Colleges and universities truly educate their students by exposing them to a broad range of issues across ideological spectra, and, while in all but the most egregious cases, do so without demonizing those who hold differing points of view. It is the intellectual 'safe haven' in which it is safe to learn something other than what you have always thought or known. To be introduced to, here about, or even hear from those who believe differently, is not to adopt their views or even sanction their perspective.

Real education happens when you learn more about what you believe because through exposure to thoughts different from your own - and from that informed vantage point decide whether your beliefs are worth holding on to.

Notre Dame, in my opinion, violated no standard, theological, ideological or otherwise. They upheld their highest standard as an academic institution of higher learning: to cherish informed debate as a tool of education thereby showing that no one is truly developed intellectually if all they ever hear are confirmations of what they are already predisposed to believe.

12 comments:

Chris said...

Most universities are only a "safe haven" if you are a political liberal!

Gerald Britt said...

Chris,

I was pretty sure I'd ferret you put with this one!

Chris said...

Why don't you just admit Im right?

Chris said...

Better yet, to restore your credibility, just rewrite your third from the bottom paragraph!

Gerald Britt said...

Chris,

Sorry I can't admit you're right on this one, because I don't believe you are. And while the paragraph to which you object may be characterized as a generaliztion, I don't believe that is inaccurate. It certainly wasn't true when I was in college, nor do I believe it to be true among the best of those who teach in colleges and universities.

As for the politically conservative/liberal bent - to the degree that it may be true - I think it may be true in both ideological camps.

Chris said...

Well, think Ward Churchill. But here are a few stats.

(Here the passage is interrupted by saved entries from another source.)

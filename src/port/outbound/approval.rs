//! Approval port for market updates.

use async_trait::async_trait;

use crate::domain::MarketConfig;
use crate::error::Result;

/// Decides whether a drifted market gets updated.
///
/// Called sequentially, once per market whose proposed parameters differ
/// from the current ones.
#[async_trait]
pub trait MarketApproval: Send + Sync {
    /// Return `true` to apply `proposed` in place of `current`.
    ///
    /// # Errors
    ///
    /// Returns an error if the decision cannot be obtained (e.g. the prompt
    /// was interrupted). The pass aborts on error.
    async fn approve(&self, current: &MarketConfig, proposed: &MarketConfig) -> Result<bool>;

    /// True when no operator is involved.
    fn is_automatic(&self) -> bool {
        false
    }
}

/// Approves every update without asking.
#[derive(Debug, Clone, Copy, Default)]
pub struct AutoApprove;

#[async_trait]
impl MarketApproval for AutoApprove {
    async fn approve(&self, _current: &MarketConfig, _proposed: &MarketConfig) -> Result<bool> {
        Ok(true)
    }

    fn is_automatic(&self) -> bool {
        true
    }
}
use thiserror::Error;

use crate::domain::error::ReconcileError;

/// Configuration-related errors with structured variants.
#[derive(Error, Debug)]
pub enum ConfigError {
    #[error("missing required field: {field}")]
    MissingField { field: &'static str },

    #[error("invalid value for {field}: {reason}")]
    InvalidValue { field: &'static str, reason: String },

    #[error("failed to read config file: {0}")]
    ReadFile(#[source] std::io::Error),

    #[error("failed to parse config: {0}")]
    Parse(#[source] toml::de::Error),
}

/// Non-success responses from a venue's REST API.
#[derive(Error, Debug, Clone, PartialEq, Eq)]
pub enum VenueError {
    #[error("{venue} {endpoint}: 404 Record Not Found")]
    NotFound {
        venue: &'static str,
        endpoint: String,
    },

    #[error("{venue} {endpoint}: 401 Not Authorized")]
    NotAuthorized {
        venue: &'static str,
        endpoint: String,
    },

    #[error("{venue} {endpoint}: {status} Service Unavailable")]
    ServiceUnavailable {
        venue: &'static str,
        endpoint: String,
        status: u16,
    },

    #[error("{venue} {endpoint}: unexpected status {status}")]
    UnexpectedStatus {
        venue: &'static str,
        endpoint: String,
        status: u16,
    },
}

impl VenueError {
    /// Map a non-success HTTP status to a venue error.
    #[must_use]
    pub fn from_status(venue: &'static str, endpoint: impl Into<String>, status: u16) -> Self {
        let endpoint = endpoint.into();
        match status {
            401 => Self::NotAuthorized { venue, endpoint },
            404 => Self::NotFound { venue, endpoint },
            502 | 503 => Self::ServiceUnavailable {
                venue,
                endpoint,
                status,
            },
            _ => Self::UnexpectedStatus {
                venue,
                endpoint,
                status,
            },
        }
    }
}

#[derive(Error, Debug)]
pub enum Error {
    #[error(transparent)]
    Config(#[from] ConfigError),

    #[error(transparent)]
    Reconcile(#[from] ReconcileError),

    #[error(transparent)]
    Venue(#[from] VenueError),

    #[error("JSON parsing error: {0}")]
    Json(#[from] serde_json::Error),

    #[error("HTTP error: {0}")]
    Http(#[from] reqwest::Error),

    #[error("IO error: {0}")]
    Io(#[from] std::io::Error),

    #[error("URL parse error: {0}")]
    Url(#[from] url::ParseError),

    #[error("prompt failed: {0}")]
    Prompt(String),

    #[error("request signing failed: {0}")]
    Signing(String),
}

pub type Result<T> = std::result::Result<T, Error>;

impl From<dialoguer::Error> for Error {
    fn from(err: dialoguer::Error) -> Self {
        Error::Prompt(err.to_string())
    }
}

UCLA 141 liberals (faculty)
9 conservatives

UC Santa Barbara

1 conservative
77 liberals

UC Berkeley

59 liberals
7 conservatives

Cornell

159 liberals
6 conservatives

Brown

18 LIBERALS TO 1 CONSERVATIVE

Anonymous said...

"Notre Dame, in my opinion, violated no standard, theological, ideological or otherwise."
How convenient that you would think this!

Chris said...

I didn't mention ND but since you brought it up, Obama is a radical liberal and abortion is against Catholic teaching.

Gerald L Britt said...

Chris,

OH PLEASE! By pointing out a few 'liberal' instructors in a few universities, you are trying to prove 'what'?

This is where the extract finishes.